1

All of our AKS clusters have the following error reported in Azure Portal:

This container service is in a failed state. Click here to open a new support request.

enter image description here

It seems we also cannot edit the cluster. When trying to scale out the nodes, I am getting the following error:

Failed to save container service 'test-aks'. Error: Operation is not allowed while cluster is being upgrading or failed in upgrade

When looking into the AKS properties, I see there is a provisioning state of "Failed":

enter image description here

We don't know how to troubleshoot this problem.

Dave New
  • 38,496
  • 59
  • 215
  • 394
  • I'd contact support and go to #sig-azure on k8s slack – 4c74356b41 Feb 11 '19 at 13:56
  • 1
    Did you do any changes to your cluster recently like upgrading to another version? – Karishma Tiwari - MSFT Feb 12 '19 at 18:39
  • 1
    Use the az aks scale command to scale the cluster nodes using Azure CLI as described here and share the results: https://learn.microsoft.com/en-us/azure/aks/scale-cluster#scale-the-cluster-nodes It is likely that you exceeded the core quota.

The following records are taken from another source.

//! API route table

use axum::routing::{get, post};
use axum::Router;

use super::handlers::{self, ApiState};
use super::ws;

pub fn api_routes(state: ApiState) -> Router {
    Router::new()
        .route("/", get(handlers::index))
        .route("/health", get(handlers::health))
        // Equipment
        .route("/api/equipment", get(handlers::list_equipment))
        .route("/api/equipment/:id", get(handlers::equipment_detail))
        .route("/api/equipment/:id/resolve", post(handlers::resolve_equipment))
        // Ingestion
        .route("/api/sensor-data", post(handlers::submit_reading))
        // Predictions & alerts
        .route("/api/predictions", get(handlers::list_predictions))
        .route("/api/alerts", get(handlers::list_alerts))
        .route("/api/alerts/:id/acknowledge", post(handlers::acknowledge_alert))
        // Maintenance
        .route(
            "/api/maintenance",
            get(handlers::list_maintenance).post(handlers::create_maintenance),
        )
        // Dashboard
        .route("/api/dashboard-stats", get(handlers::dashboard_stats))
        .route("/api/config", get(handlers::get_config))
        // Live notifications
        .route("/ws", get(ws::ws_handler))
        .with_state(state)
}
//! Telemetry samples and the model feature vector

use chrono::{DateTime, Utc};
use serde::{Deserialize, Serialize};
use thiserror::Error;

use super::EquipmentId;

/// Number of features in a [`FeatureVector`]
pub const FEATURE_COUNT: usize = 5;

/// Feature names in vector order
pub const FEATURE_NAMES: [&str; FEATURE_COUNT] = [
    "temperature",
    "vibration",
    "pressure",
    "power_consumption",
    "efficiency",
];

/// Fixed-order numeric tuple fed to the anomaly model:
/// `[temperature, vibration, pressure, power_consumption, efficiency]`
#[derive(Debug, Clone, Copy, PartialEq, Serialize, Deserialize)]
pub struct FeatureVector(pub [f64; FEATURE_COUNT]);

impl FeatureVector {
    pub fn as_slice(&self) -> &[f64] {
        &self.0
    }

    pub fn get(&self, index: usize) -> f64 {
        self.0[index]
    }
}

impl From<[f64; FEATURE_COUNT]> for FeatureVector {
    fn from(values: [f64; FEATURE_COUNT]) -> Self {
        Self(values)
    }
}

// ============================================================================
// Telemetry Sample
// ============================================================================

/// One validated multivariate reading from an equipment unit. Immutable once built.
#[derive(Debug, Clone, PartialEq, Serialize, Deserialize)]
pub struct TelemetrySample {
    pub equipment_id: EquipmentId,
    pub timestamp: DateTime<Utc>,
    /// Temperature (°C)
    pub temperature: f64,
    /// Vibration (mm/s)
    pub vibration: f64,
    /// Pressure (PSI). `None` for equipment without a pressure sensor.
    pub pressure: Option<f64>,
    /// Power draw (kW)
    pub power_consumption: f64,
    /// Efficiency (%)
    pub efficiency: f64,
}

impl TelemetrySample {
    /// Model feature vector.
    ///
    /// Lossy: absent pressure becomes `0.0` here. Storage keeps the `None`.
    pub fn features(&self) -> FeatureVector {
        FeatureVector([
            self.temperature,
            self.vibration,
            self.pressure.unwrap_or(0.0),
            self.power_consumption,
            self.efficiency,
        ])
    }
}

// ============================================================================
// Inbound Reading (unvalidated)
// ============================================================================

/// Validation failures for an inbound reading
#[derive(Debug, Error, PartialEq)]
pub enum ValidationError {
    #[error("missing required field: {0}")]
    MissingField(&'static str),

    #[error("field {0} is not a finite number")]
    NonFinite(&'static str),
}

/// Reading as submitted by a caller (HTTP body or load generator).
///
/// Every field except `pressure` is required; they are optional here only so
/// that a missing field is reported as a validation error instead of a
/// deserialization failure.
#[derive(Debug, Clone, Default, PartialEq, Serialize, Deserialize)]
pub struct SensorReading {
    pub equipment_id: EquipmentId,
    #[serde(default)]
    pub temperature: Option<f64>,
    #[serde(default)]
    pub vibration: Option<f64>,
    #[serde(default)]
    pub pressure: Option<f64>,
    #[serde(default)]
    pub power_consumption: Option<f64>,
    #[serde(default)]
    pub efficiency: Option<f64>,
}

impl SensorReading {
    /// Convenience constructor with all required fields present
    pub fn new(
        equipment_id: EquipmentId,
        temperature: f64,
        vibration: f64,
        pressure: Option<f64>,
        power_consumption: f64,
        efficiency: f64,
    ) -> Self {
        Self {
            equipment_id,
            temperature: Some(temperature),
            vibration: Some(vibration),
            pressure,
            power_consumption: Some(power_consumption),
            efficiency: Some(efficiency),
        }
    }

    /// Validate and stamp the reading.
    pub fn validate(&self, timestamp: DateTime<Utc>) -> Result<TelemetrySample, ValidationError> {
        let pressure = match self.pressure {
            Some(p) if !p.is_finite() => return Err(ValidationError::NonFinite("pressure")),
            other => other,
        };

        Ok(TelemetrySample {
            equipment_id: self.equipment_id,
            timestamp,
            temperature: required("temperature", self.temperature)?,
            vibration: required("vibration", self.vibration)?,
            pressure,
            power_consumption: required("power_consumption", self.power_consumption)?,
            efficiency: required("efficiency", self.efficiency)?,
        })
    }
}

fn required(name: &'static str, value: Option<f64>) -> Result<f64, ValidationError> {
    match value {
        None => Err(ValidationError::MissingField(name)),
        Some(v) if !v.is_finite() => Err(ValidationError::NonFinite(name)),
        Some(v) => Ok(v),
    }
}
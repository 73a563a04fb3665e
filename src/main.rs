//! PlantWatch - equipment telemetry anomaly detection and alerting
//!
//! # Usage
//!
//! ```bash
//! # Run with the synthetic load generator and a sled store in ./data
//! cargo run --release
//!
//! # In-memory store, no generator, custom address
//! ./plantwatch --memory --no-generator --addr 127.0.0.1:9000
//!
//! # Explicit config file
//! ./plantwatch --config /etc/plantwatch/plantwatch.toml
//! ```
//!
//! # Environment Variables
//!
//! - `PLANTWATCH_CONFIG`: Path to the TOML config (when `--config` is absent)
//! - `PLANTWATCH_SERVER_ADDR`: HTTP bind address override
//! - `PLANTWATCH_CORS_ORIGINS`: Comma-separated allowed dashboard origins
//! - `PLANTWATCH_LOG_FORMAT`: Set to "json" for JSON log lines
//! - `RUST_LOG`: Logging level (default: info)
//! - `RESET_DB`: Set to "true" to wipe all persistent data on startup

use std::path::{Path, PathBuf};
use std::sync::Arc;
use std::time::Duration;

use anyhow::{Context, Result};
use clap::Parser;
use tokio::task::JoinSet;
use tokio_util::sync::CancellationToken;
use tracing::{error, info, warn};

use plantwatch::api::{create_app, ApiState};
use plantwatch::config::{self, PlantConfig, StorageBackend};
use plantwatch::generator::{default_profiles, SyntheticLoadGenerator};
use plantwatch::notify::{run_status_broadcaster, NotificationFanout};
use plantwatch::storage::{InMemoryStore, PersistenceLayer, SledStore};
use plantwatch::types::default_fleet;
use plantwatch::{EquipmentHealthRegistry, IngestionPipeline};

// ============================================================================
// CLI Arguments
// ============================================================================

#[derive(Parser, Debug)]
#[command(name = "plantwatch")]
#[command(about = "PlantWatch equipment anomaly detection and alerting service")]
#[command(version)]
struct CliArgs {
    /// Override the server address (default from config: "0.0.0.0:8000")
    #[arg(short, long, env = "PLANTWATCH_SERVER_ADDR")]
    addr: Option<String>,

    /// Path to a plantwatch.toml (takes precedence over PLANTWATCH_CONFIG)
    #[arg(short, long, value_name = "PATH")]
    config: Option<PathBuf>,

    /// Keep all data in memory; nothing survives a restart
    #[arg(long)]
    memory: bool,

    /// Disable the synthetic load generator
    #[arg(long)]
    no_generator: bool,

    /// Seed the load generator RNG for a reproducible run
    #[arg(long)]
    seed: Option<u64>,

    /// Reset all persistent data (readings, alerts, predictions) on startup.
    /// WARNING: This is destructive and cannot be undone!
    /// Can also be set via RESET_DB=true environment variable.
    #[arg(long)]
    reset_db: bool,
}

// ============================================================================
// Logging
// ============================================================================

fn init_logging() {
    let filter = tracing_subscriber::EnvFilter::try_from_default_env()
        .unwrap_or_else(|_| tracing_subscriber::EnvFilter::new("info"));
    let json = std::env::var("PLANTWATCH_LOG_FORMAT")
        .map(|v| v.eq_ignore_ascii_case("json"))
        .unwrap_or(false);

    if json {
        tracing_subscriber::fmt()
            .json()
            .with_env_filter(filter)
            .with_target(false)
            .init();
    } else {
        tracing_subscriber::fmt()
            .with_env_filter(filter)
            .with_target(false)
            .init();
    }
}

// ============================================================================
// Database Reset
// ============================================================================

/// A reset is requested by `--reset-db` or a truthy `RESET_DB`.
fn should_reset_db(cli_flag: bool) -> bool {
    cli_flag
        || std::env::var("RESET_DB").is_ok_and(|v| {
            matches!(v.to_ascii_lowercase().as_str(), "true" | "1" | "yes")
        })
}

/// Remove the sled database directory and all its contents.
fn reset_data_directory(db_path: &Path) -> Result<()> {
    if !db_path.exists() {
        info!("Database directory does not exist, nothing to reset");
        return Ok(());
    }

    warn!("RESET_DB requested: wiping persistent data at {}", db_path.display());
    std::fs::remove_dir_all(db_path)
        .with_context(|| format!("Failed to remove {}", db_path.display()))?;
    warn!("Database removed, a fresh store will be created on startup");
    Ok(())
}

// ============================================================================
// Task Names for Supervisor Logging
// ============================================================================

#[derive(Debug, Clone, Copy)]
enum TaskName {
    HttpServer,
    StatusBroadcaster,
    LoadGenerator,
}

impl std::fmt::Display for TaskName {
    fn fmt(&self, f: &mut std::fmt::Formatter<'_>) -> std::fmt::Result {
        f.write_str(match self {
            Self::HttpServer => "HttpServer",
            Self::StatusBroadcaster => "StatusBroadcaster",
            Self::LoadGenerator => "LoadGenerator",
        })
    }
}

// ============================================================================
// Storage
// ============================================================================

struct OpenedStore {
    store: Arc<dyn PersistenceLayer>,
    /// Kept for the final flush
    sled: Option<SledStore>,
}

fn open_store(config: &PlantConfig) -> Result<OpenedStore> {
    match config.storage.backend {
        StorageBackend::Sled => {
            let sled = SledStore::open(&config.storage.path)
                .with_context(|| format!("Failed to open sled store at {}", config.storage.path))?;
            Ok(OpenedStore {
                store: Arc::new(sled.clone()),
                sled: Some(sled),
            })
        }
        StorageBackend::Memory => Ok(OpenedStore {
            store: Arc::new(InMemoryStore::new()),
            sled: None,
        }),
    }
}

// ============================================================================
// Task Spawning
// ============================================================================

/// Serve the dashboard API until the token is cancelled.
fn spawn_http_server(
    tasks: &mut JoinSet<Result<TaskName>>,
    listener: tokio::net::TcpListener,
    app: axum::Router,
    shutdown: CancellationToken,
) {
    tasks.spawn(async move {
        info!("[HttpServer] Accepting connections");
        axum::serve(listener, app)
            .with_graceful_shutdown(async move {
                shutdown.cancelled().await;
                info!("[HttpServer] Draining connections");
            })
            .await
            .map_err(|e| {
                error!("[HttpServer] Serve failed: {}", e);
                anyhow::Error::new(e).context("HTTP server failed")
            })?;
        info!("[HttpServer] Stopped");
        Ok(TaskName::HttpServer)
    });
}

/// Watch the spawned tasks. The first failure or panic cancels the rest;
/// either way every task is joined before returning.
async fn run_supervisor(
    tasks: &mut JoinSet<Result<TaskName>>,
    shutdown: CancellationToken,
) -> Result<()> {
    info!("Supervisor: watching {} tasks", tasks.len());

    let mut outcome = Ok(());
    while outcome.is_ok() {
        let joined = tokio::select! {
            () = shutdown.cancelled() => break,
            joined = tasks.join_next() => joined,
        };
        outcome = match joined {
            None => break,
            Some(Ok(Ok(task))) => {
                info!("Supervisor: {} finished", task);
                Ok(())
            }
            Some(Ok(Err(e))) => {
                error!("Supervisor: task failed: {:#}", e);
                Err(e)
            }
            Some(Err(e)) => {
                error!("Supervisor: task panicked: {}", e);
                Err(anyhow::anyhow!("task panicked: {}", e))
            }
        };
    }
    shutdown.cancel();

    while let Some(joined) = tasks.join_next().await {
        match joined {
            Ok(Ok(task)) => info!("Supervisor: {} stopped", task),
            Ok(Err(e)) => warn!("Supervisor: task stopped with error: {:#}", e),
            Err(e) => warn!("Supervisor: task join error: {}", e),
        }
    }

    outcome
}

// ============================================================================
// Main Entry Point
// ============================================================================

#[tokio::main]
async fn main() -> Result<()> {
    init_logging();
    let args = CliArgs::parse();

    let mut plant_config = PlantConfig::load_with_override(args.config.as_deref())
        .context("Failed to load configuration")?;
    if let Some(addr) = args.addr {
        plant_config.server.addr = addr;
    }
    if args.memory {
        plant_config.storage.backend = StorageBackend::Memory;
    }
    if args.no_generator {
        plant_config.generator.enabled = false;
    }
    if args.seed.is_some() {
        plant_config.generator.seed = args.seed;
    }
    config::init(plant_config.clone());
    let plant_config = Arc::new(plant_config);

    info!("PlantWatch {} | plant: {}", env!("CARGO_PKG_VERSION"), plant_config.plant.name);

    // Reset DB check, before any storage initialization
    if plant_config.storage.backend == StorageBackend::Sled && should_reset_db(args.reset_db) {
        reset_data_directory(Path::new(&plant_config.storage.path))?;
    }

    let OpenedStore { store, sled } = open_store(&plant_config)?;
    info!("Storage backend: {}", store.backend_name());

    if store.list_equipment().context("Failed to list equipment")?.is_empty() {
        let seeded = store
            .seed_equipment(&default_fleet())
            .context("Failed to seed default fleet")?;
        info!("Seeded {} equipment units", seeded);
    }
    let units = store.list_equipment().context("Failed to list equipment")?;
    let health = Arc::new(EquipmentHealthRegistry::from_units(
        &units,
        plant_config.policy.recovery_clean_samples,
    ));
    info!("Monitoring {} equipment units", health.len());

    let fanout = Arc::new(NotificationFanout::new(&plant_config.notifications));
    let pipeline = Arc::new(IngestionPipeline::new(
        &plant_config,
        Arc::clone(&store),
        Arc::clone(&health),
        Arc::clone(&fanout),
    ));

    let cancel_token = CancellationToken::new();
    let ctrl_c = cancel_token.clone();
    tokio::spawn(async move {
        match tokio::signal::ctrl_c().await {
            Ok(()) => {
                info!("Ctrl+C received, shutting down");
                ctrl_c.cancel();
            }
            Err(e) => warn!("Could not install Ctrl+C handler: {}", e),
        }
    });

    let mut task_set = JoinSet::new();

    let listener = tokio::net::TcpListener::bind(&plant_config.server.addr)
        .await
        .with_context(|| format!("Failed to bind to {}", plant_config.server.addr))?;
    info!("HTTP server listening on {}", plant_config.server.addr);
    let app = create_app(ApiState::new(Arc::clone(&pipeline), Arc::clone(&plant_config)));
    spawn_http_server(&mut task_set, listener, app, cancel_token.clone());

    let status_interval = Duration::from_secs(plant_config.notifications.status_interval_secs);
    let status_cancel = cancel_token.clone();
    task_set.spawn(async move {
        run_status_broadcaster(health, fanout, status_interval, status_cancel).await;
        Ok(TaskName::StatusBroadcaster)
    });

    if plant_config.generator.enabled {
        let profiles = default_profiles()
            .into_iter()
            .filter(|p| pipeline.health().contains(p.equipment_id))
            .collect();
        let generator = SyntheticLoadGenerator::new(
            Arc::clone(&pipeline),
            profiles,
            plant_config.generator.clone(),
        );
        let generator_cancel = cancel_token.clone();
        task_set.spawn(async move {
            let report = generator.run(generator_cancel).await;
            info!(
                "[LoadGenerator] Stopped: {} cycles, {} readings, {} failures",
                report.cycles, report.submitted, report.failures
            );
            Ok(TaskName::LoadGenerator)
        });
    } else {
        info!("Load generator disabled");
    }

    let result = run_supervisor(&mut task_set, cancel_token).await;

    info!("{}", pipeline.stats());
    if let Some(sled) = sled {
        if let Err(e) = sled.flush() {
            warn!("Failed to flush sled store: {}", e);
        }
    }

    info!("PlantWatch shutdown complete");
    result
}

Let me know. – Karishma Tiwari - MSFT Feb 12 '19 at 18:45
  • Any more question? Or if it's helpful you can accept it as the answer. – Charles Xu Feb 13 '19 at 09:19
  • It was because I submitted an update request to the cluster, but there were no vCPUs available in my subscription. This set the state of the provisioning update to "Failed", but with no reasoning. I had to increase my quote and rerun the update command. – Dave New Feb 13 '19 at 09:27

2 Answers2

2

Use the az aks scale command to scale the cluster nodes using Azure CLI as described here: https://learn.microsoft.com/en-us/azure/aks/scale-cluster#scale-the-cluster-nodes

az aks show --resource-group myResourceGroup --name myAKSCluster --query agentPoolProfiles

This will show you the descriptive error message in Azure CLI. It is likely that you exceeded the limit for the core quota. More details discussed on this thread: https://github.com/Azure/AKS/issues/542

1

For the issue that you shows:

This container service is in a failed state. Click here to open a new support request.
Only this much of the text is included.